Clause 3 applies the Company Directors Disqualification Act 1986 to officers of industrial and provident societies as it applies to officers of companies, building societies and friendly societies. The Company Directors Disqualification Act 1986 provides for the disqualification of officers of companies and various bodies when such officers have seriously mismanaged them. Disqualification means being prohibited from being involved in the management of a company or acting as an insolvency practitioner for a period of time. Under the current law, officers of industrial and provident societies who have mismanaged their societies cannot be disqualified. Clause 3 makes their disqualification possible.

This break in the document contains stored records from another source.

//! A cheap, cloneable cancellation flag shared across the suspension points
//! named in the concurrency model: batch metadata reads, directory scans,
//! and the boundaries between loaded frames and between groups in the
//! integration engine. None of those call sites poll a runtime or a signal
//! handler; they all just check this flag.

use std::sync::atomic::{AtomicBool, Ordering};
use std::sync::Arc;

/// Shared, clonable handle a caller holds to request cancellation and every
/// suspension point polls to detect it. Cloning shares the same underlying
/// flag; there is no owning/non-owning distinction.
#[derive(Debug, Clone, Default)]
pub struct CancellationToken(Arc<AtomicBool>);

impl CancellationToken {
    pub fn new() -> Self {
        Self(Arc::new(AtomicBool::new(false)))
    }

    /// Requests cancellation. Idempotent.
    pub fn cancel(&self) {
        self.0.store(true, Ordering::SeqCst);
    }

    pub fn is_cancelled(&self) -> bool {
        self.0.load(Ordering::SeqCst)
    }
}

/// Marker error for an operation that observed a cancelled token. Carries no
/// data: the caller already has the token and knows why.
#[derive(Debug, Clone, Copy, PartialEq, Eq)]
pub struct Cancelled;

impl std::fmt::Display for Cancelled {
    fn fmt(&self, f: &mut std::fmt::Formatter<'_>) -> std::fmt::Result {
        write!(f, "operation cancelled")
    }
}

impl std::error::Error for Cancelled {}

#[cfg(test)]
mod tests {
    use super::*;

    #[test]
    fn starts_uncancelled() {
        let token = CancellationToken::new();
        assert!(!token.is_cancelled());
    }

    #[test]
    fn cancel_is_visible_through_clones() {
        let token = CancellationToken::new();
        let clone = token.clone();
        clone.cancel();
        assert!(token.is_cancelled());
    }
}
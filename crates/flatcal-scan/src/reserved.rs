//! Directory names the scanner never descends into: previously-written
//! output subtrees and dotfiles.

const RESERVED_NAMES: &[&str] = &["_darkmasters", "_calibratedflats", "masters", "_processed"];

const SUPPORTED_EXTENSIONS: &[&str] = &["fits", "fit", "xisf"];

/// True if `leaf` is a reserved output/hidden directory name the scanner
/// must skip, matched case-insensitively since the directories this skips
/// are produced by this same pipeline (or tools with similar casing habits),
/// not by a case-sensitive filesystem convention worth enforcing strictly.
pub fn is_reserved_dir_name(leaf: &str) -> bool {
    leaf.starts_with('.') || RESERVED_NAMES.iter().any(|r| leaf.eq_ignore_ascii_case(r))
}

/// True if `filename`'s extension is one this codec can read.
pub fn has_supported_extension(filename: &str) -> bool {
    std::path::Path::new(filename)
        .extension()
        .and_then(|e| e.to_str())
        .is_some_and(|ext| SUPPORTED_EXTENSIONS.iter().any(|s| ext.eq_ignore_ascii_case(s)))
}

/// True if `filename` is a previously-produced master flat that a rescan
/// must not consume again.
pub fn is_master_flat_output(filename: &str) -> bool {
    filename.to_ascii_lowercase().starts_with("masterflat_")
}
//! Per-pixel-column combination (§4.5 step 6): mean for tiny stacks,
//! percentile clipping for small ones, winsorized sigma clipping for the
//! rest. `original` carries the calibrated, normalized values that end up
//! in the output; `equalized` carries the same values scaled by each
//! frame's flux-equalization factor and is used only to decide which
//! frames survive.

use flatcal_grid::{mean, median_exact, sample_std};
use flatcal_scan::ProcessingConfiguration;

const WINSOR_CLAMP_SIGMA: f64 = 5.0;
const WINSOR_MAX_ITERATIONS: usize = 10;
const WINSOR_MIN_KEPT: usize = 3;
const SIGMA_FLOOR: f64 = 1e-15;

pub(crate) fn combine(original: &[f64], equalized: &[f64], config: &ProcessingConfiguration) -> f64 {
    let n = original.len();
    if n < 3 {
        mean(original)
    } else if n < 6 {
        percentile_clip(original, equalized, 0.20, 0.10)
    } else {
        winsorized_sigma_clip(original, equalized, config.rejection_low_sigma, config.rejection_high_sigma)
    }
}

fn percentile_clip(original: &[f64], equalized: &[f64], low: f64, high: f64) -> f64 {
    let n = original.len();
    let mut order: Vec<usize> = (0..n).collect();
    order.sort_by(|&a, &b| equalized[a].partial_cmp(&equalized[b]).unwrap());

    let drop_low = (n as f64 * low).floor() as usize;
    let drop_high = (n as f64 * high).floor() as usize;
    let kept: &[usize] = if drop_low + drop_high >= n {
        &order
    } else {
        &order[drop_low..n - drop_high]
    };

    let values: Vec<f64> = kept.iter().map(|&i| original[i]).collect();
    mean(&values)
}

fn winsorized_sigma_clip(original: &[f64], equalized: &[f64], low_sigma: f64, high_sigma: f64) -> f64 {
    let mut included: Vec<usize> = (0..original.len()).collect();

    for _ in 0..WINSOR_MAX_ITERATIONS {
        let eq: Vec<f64> = included.iter().map(|&i| equalized[i]).collect();
        let m = mean(&eq);
        let sigma = sample_std(&eq, m);
        if sigma < SIGMA_FLOOR {
            break;
        }

        let lo = m - WINSOR_CLAMP_SIGMA * sigma;
        let hi = m + WINSOR_CLAMP_SIGMA * sigma;
        let winsorized: Vec<f64> = eq.iter().map(|&v| v.clamp(lo, hi)).collect();
        let m_w = mean(&winsorized);
        let sigma_w = sample_std(&winsorized, m_w);
        if sigma_w < SIGMA_FLOOR {
            break;
        }

        let band_lo = m_w - low_sigma * sigma_w;
        let band_hi = m_w + high_sigma * sigma_w;
        let survivors: Vec<usize> = included
            .iter()
            .copied()
            .filter(|&i| equalized[i] >= band_lo && equalized[i] <= band_hi)
            .collect();

        if survivors.len() == included.len() {
            break;
        }
        if survivors.len() < WINSOR_MIN_KEPT {
            break;
        }
        included = survivors;
    }

    if included.is_empty() {
        return median_exact(original);
    }
    let values: Vec<f64> = included.iter().map(|&i| original[i]).collect();
    mean(&values)
}
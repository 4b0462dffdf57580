//! Thin wrapper over the one failure mode that can surface past a run as a
//! whole, rather than being recorded as a per-file or per-group diagnostic
//! inside [`crate::RunSummary`] per the propagation policy.

use crate::report::RunSummary;

#[derive(Debug)]
#[non_exhaustive]
pub enum Error {
    /// The run observed its cancellation token set before finishing.
    /// Carries the partial summary assembled up to that point, since
    /// cancellation "propagates to the caller, which may report partial
    /// success."
    Cancelled(Box<RunSummary>),
}

impl std::fmt::Display for Error {
    fn fmt(&self, f: &mut std::fmt::Formatter<'_>) -> std::fmt::Result {
        match self {
            Self::Cancelled(summary) => write!(
                f,
                "run cancelled after {} of {} groups processed",
                summary.groups_succeeded + summary.groups_failed + summary.groups_skipped,
                summary.groups_total
            ),
        }
    }
}

impl std::error::Error for Error {}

Clause 4 gives the Treasury power to apply to industrial and provident societies, with appropriate modifications, company law on the investigation of companies, company names and dissolution and restoration to the register. I shall give two or three examples. It gives the Treasury power to apply company law on striking off and dissolving defunct societies by the registrar of industrial and provident societies, which will become the Financial Services Authority, with appropriate modifications, which will include allowing the assets to be transferred to a society with similar objects. It also gives the Treasury power to apply company law on the investigation of companies and the requisition of documents to industrial and provident societies by giving the Financial Services Authority powers equivalent to those of the Secretary of State for Business, Enterprise and Regulatory Reform. Finally, it gives the Treasury power to apply company law provisions about company names, including general requirements on company names, indications of company type or legal form and power to direct a company to change its name if it is similar to other names, if the company provides misleading information in order to register by a particular name or if the name of a company gives a misleading indication of its activities.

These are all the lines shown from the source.